● PROBLEM DESCRIPTION
Search the data for "ParseErrorWithContext" and copy every matching line.

● Collected data
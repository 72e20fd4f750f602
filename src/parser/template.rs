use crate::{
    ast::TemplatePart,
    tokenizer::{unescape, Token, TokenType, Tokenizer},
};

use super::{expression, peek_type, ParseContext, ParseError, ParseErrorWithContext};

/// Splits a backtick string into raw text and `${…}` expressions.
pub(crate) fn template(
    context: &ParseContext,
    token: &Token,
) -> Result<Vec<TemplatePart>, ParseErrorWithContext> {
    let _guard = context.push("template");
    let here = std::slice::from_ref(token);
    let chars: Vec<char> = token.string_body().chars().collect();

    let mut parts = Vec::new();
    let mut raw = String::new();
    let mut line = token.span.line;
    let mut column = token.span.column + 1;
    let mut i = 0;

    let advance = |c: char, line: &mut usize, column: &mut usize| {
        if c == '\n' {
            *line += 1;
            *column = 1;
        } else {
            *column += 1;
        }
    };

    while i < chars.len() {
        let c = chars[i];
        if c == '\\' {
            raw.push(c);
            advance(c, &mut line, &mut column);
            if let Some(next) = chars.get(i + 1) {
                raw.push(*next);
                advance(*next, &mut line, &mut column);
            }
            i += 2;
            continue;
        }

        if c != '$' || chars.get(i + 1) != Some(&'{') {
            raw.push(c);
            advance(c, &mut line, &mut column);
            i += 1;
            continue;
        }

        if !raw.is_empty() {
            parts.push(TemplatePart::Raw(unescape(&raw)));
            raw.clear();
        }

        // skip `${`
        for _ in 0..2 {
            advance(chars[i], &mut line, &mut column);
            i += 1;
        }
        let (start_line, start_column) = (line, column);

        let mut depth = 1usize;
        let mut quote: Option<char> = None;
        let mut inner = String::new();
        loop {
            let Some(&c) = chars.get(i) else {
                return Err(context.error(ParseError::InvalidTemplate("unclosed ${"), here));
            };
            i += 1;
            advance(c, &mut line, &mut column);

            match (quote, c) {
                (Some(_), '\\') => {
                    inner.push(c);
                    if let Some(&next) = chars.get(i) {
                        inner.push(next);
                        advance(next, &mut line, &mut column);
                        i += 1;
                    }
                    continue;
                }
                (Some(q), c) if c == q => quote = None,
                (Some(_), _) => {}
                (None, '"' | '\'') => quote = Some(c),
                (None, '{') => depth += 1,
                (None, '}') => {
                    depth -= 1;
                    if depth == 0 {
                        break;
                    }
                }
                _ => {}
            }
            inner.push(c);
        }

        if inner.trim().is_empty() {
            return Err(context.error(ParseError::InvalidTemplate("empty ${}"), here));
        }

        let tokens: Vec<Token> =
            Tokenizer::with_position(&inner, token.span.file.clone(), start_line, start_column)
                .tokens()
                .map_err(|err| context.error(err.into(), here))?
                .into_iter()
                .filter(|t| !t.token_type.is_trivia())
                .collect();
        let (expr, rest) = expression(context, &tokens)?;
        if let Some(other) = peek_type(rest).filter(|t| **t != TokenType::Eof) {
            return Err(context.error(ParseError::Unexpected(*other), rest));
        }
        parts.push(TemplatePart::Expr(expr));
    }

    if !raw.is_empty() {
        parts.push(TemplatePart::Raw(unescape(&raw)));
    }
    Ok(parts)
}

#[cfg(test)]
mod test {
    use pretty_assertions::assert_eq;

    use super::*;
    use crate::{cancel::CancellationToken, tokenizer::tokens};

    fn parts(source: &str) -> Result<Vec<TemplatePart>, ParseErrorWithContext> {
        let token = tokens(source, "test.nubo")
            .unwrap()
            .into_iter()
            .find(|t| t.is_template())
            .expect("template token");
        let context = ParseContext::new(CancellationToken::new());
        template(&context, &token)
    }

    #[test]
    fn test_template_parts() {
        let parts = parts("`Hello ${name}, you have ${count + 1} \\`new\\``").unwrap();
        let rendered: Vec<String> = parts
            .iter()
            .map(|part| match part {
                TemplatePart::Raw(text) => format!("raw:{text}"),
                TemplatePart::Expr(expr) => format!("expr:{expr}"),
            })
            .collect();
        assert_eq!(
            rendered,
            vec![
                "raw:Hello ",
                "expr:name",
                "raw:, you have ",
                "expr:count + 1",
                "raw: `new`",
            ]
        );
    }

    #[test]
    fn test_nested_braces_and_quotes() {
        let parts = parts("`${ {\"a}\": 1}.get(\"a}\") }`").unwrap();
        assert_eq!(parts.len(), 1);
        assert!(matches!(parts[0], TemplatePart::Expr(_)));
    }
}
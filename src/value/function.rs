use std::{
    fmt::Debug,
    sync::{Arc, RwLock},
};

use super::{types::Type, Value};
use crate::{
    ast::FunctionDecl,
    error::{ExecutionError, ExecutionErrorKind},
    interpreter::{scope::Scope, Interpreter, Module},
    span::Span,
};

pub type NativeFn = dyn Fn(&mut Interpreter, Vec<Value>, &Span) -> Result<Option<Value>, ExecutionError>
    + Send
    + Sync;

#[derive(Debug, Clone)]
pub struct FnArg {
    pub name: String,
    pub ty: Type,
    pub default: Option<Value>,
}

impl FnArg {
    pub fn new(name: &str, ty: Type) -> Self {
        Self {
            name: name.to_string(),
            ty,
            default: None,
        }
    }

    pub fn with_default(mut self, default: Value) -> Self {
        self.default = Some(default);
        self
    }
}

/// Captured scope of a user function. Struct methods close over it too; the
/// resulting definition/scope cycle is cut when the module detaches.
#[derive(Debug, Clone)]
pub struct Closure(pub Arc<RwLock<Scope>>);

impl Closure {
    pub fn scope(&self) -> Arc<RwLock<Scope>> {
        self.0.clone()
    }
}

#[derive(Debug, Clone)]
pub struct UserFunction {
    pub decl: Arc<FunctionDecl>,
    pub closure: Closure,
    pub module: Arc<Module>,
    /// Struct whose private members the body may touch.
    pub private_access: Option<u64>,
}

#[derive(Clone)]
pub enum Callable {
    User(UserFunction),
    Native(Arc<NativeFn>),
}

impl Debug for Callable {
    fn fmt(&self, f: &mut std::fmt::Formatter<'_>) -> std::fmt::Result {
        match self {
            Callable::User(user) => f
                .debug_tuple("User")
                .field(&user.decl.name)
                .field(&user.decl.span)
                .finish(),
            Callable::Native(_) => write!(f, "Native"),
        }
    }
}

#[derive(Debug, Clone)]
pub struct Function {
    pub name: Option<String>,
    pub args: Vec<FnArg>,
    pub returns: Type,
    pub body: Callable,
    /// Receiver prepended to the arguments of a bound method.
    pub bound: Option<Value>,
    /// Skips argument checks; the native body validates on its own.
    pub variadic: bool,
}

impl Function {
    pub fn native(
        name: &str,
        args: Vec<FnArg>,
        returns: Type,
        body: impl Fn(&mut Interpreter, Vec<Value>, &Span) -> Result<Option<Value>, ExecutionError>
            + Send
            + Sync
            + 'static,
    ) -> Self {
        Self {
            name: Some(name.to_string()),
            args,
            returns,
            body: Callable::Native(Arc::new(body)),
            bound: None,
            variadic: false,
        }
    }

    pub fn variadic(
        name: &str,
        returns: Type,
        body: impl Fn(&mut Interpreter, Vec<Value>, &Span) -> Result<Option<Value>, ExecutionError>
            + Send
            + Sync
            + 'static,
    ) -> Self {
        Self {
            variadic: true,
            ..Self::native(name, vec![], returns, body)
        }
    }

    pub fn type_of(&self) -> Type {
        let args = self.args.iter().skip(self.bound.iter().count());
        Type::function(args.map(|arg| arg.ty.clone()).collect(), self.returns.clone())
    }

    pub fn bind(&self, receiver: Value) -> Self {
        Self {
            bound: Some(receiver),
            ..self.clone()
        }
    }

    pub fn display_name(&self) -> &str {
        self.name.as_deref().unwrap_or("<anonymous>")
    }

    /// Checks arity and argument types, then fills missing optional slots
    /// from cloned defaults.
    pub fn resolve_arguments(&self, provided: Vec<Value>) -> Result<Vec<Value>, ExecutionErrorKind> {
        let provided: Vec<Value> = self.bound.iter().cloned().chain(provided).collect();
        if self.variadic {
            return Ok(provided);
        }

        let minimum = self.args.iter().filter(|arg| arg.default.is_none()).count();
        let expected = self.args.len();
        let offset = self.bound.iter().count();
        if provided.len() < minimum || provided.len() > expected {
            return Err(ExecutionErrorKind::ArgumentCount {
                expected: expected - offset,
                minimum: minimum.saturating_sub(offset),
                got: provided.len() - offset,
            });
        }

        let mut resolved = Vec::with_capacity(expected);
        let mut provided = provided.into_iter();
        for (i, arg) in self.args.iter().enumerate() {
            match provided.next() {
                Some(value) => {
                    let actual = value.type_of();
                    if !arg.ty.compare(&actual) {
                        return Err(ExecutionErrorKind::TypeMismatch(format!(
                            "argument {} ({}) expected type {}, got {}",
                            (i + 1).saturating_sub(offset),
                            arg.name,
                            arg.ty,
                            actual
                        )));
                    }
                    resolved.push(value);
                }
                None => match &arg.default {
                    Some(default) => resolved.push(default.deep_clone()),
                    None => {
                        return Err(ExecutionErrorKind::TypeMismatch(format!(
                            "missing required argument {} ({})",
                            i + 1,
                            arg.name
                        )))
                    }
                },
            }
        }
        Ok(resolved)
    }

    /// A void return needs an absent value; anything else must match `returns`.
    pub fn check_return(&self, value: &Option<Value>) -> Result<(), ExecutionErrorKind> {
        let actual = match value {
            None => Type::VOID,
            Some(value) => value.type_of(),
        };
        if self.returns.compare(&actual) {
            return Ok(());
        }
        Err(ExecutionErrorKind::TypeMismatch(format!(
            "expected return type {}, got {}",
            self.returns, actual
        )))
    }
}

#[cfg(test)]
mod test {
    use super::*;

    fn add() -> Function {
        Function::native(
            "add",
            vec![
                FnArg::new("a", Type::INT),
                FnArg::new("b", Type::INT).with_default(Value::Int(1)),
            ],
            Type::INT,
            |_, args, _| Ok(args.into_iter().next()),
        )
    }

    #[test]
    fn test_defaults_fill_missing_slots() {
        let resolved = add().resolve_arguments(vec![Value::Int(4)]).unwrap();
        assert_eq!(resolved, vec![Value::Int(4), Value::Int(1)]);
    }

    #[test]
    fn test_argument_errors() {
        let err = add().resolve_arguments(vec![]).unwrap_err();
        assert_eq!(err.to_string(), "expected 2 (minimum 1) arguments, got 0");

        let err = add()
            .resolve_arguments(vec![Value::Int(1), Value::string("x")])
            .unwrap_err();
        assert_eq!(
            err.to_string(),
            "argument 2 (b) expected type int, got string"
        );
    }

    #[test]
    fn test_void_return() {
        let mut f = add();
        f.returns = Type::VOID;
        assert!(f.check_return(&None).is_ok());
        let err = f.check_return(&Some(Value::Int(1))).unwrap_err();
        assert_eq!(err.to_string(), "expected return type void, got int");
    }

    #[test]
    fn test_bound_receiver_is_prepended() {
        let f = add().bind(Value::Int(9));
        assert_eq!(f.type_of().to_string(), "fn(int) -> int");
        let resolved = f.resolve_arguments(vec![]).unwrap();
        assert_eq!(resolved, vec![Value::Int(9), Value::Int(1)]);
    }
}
* * *
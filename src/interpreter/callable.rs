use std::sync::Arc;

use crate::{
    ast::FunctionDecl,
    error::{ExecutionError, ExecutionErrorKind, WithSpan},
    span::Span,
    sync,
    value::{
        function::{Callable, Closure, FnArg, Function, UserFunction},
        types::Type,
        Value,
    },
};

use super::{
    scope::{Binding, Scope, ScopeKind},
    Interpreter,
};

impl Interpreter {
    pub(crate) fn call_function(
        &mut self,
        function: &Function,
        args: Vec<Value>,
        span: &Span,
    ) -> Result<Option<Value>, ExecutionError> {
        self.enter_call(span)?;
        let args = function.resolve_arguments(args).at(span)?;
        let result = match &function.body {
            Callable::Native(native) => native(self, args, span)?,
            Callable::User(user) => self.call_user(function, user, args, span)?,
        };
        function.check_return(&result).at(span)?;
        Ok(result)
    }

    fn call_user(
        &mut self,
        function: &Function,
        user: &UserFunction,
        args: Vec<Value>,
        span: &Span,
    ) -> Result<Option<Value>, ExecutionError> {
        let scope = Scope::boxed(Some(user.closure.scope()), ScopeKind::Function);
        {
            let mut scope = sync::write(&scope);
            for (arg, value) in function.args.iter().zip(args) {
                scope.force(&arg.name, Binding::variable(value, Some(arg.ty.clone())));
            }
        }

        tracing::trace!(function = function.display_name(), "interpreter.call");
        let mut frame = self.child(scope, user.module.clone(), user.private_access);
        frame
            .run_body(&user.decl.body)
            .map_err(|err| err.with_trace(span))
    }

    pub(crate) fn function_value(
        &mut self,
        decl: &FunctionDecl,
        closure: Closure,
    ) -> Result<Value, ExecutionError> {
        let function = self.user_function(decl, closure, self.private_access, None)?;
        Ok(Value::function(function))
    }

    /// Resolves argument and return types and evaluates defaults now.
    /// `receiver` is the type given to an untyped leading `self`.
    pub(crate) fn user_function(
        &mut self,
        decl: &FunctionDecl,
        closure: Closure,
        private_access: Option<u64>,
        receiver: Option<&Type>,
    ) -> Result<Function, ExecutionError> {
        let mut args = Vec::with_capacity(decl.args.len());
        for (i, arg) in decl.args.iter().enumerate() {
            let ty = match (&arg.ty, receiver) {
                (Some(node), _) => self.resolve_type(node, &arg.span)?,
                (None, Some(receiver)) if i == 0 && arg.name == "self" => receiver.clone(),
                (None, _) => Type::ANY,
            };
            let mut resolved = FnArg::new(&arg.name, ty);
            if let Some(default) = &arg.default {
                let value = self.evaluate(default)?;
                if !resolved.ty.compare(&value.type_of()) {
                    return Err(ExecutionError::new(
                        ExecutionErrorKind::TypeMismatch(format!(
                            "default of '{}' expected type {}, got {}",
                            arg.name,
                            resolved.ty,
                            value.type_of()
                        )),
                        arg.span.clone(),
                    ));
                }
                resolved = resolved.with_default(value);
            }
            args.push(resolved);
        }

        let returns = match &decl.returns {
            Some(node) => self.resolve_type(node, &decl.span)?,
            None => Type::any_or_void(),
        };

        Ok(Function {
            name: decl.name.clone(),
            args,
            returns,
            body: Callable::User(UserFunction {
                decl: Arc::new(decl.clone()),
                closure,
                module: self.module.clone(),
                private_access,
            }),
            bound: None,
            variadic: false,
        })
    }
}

● WRITTEN REPLY
use super::{expression, peek_type, ParseContext, ParseError, ParseErrorWithContext};
) -> Result<Vec<TemplatePart>, ParseErrorWithContext> {
    fn parts(source: &str) -> Result<Vec<TemplatePart>, ParseErrorWithContext> {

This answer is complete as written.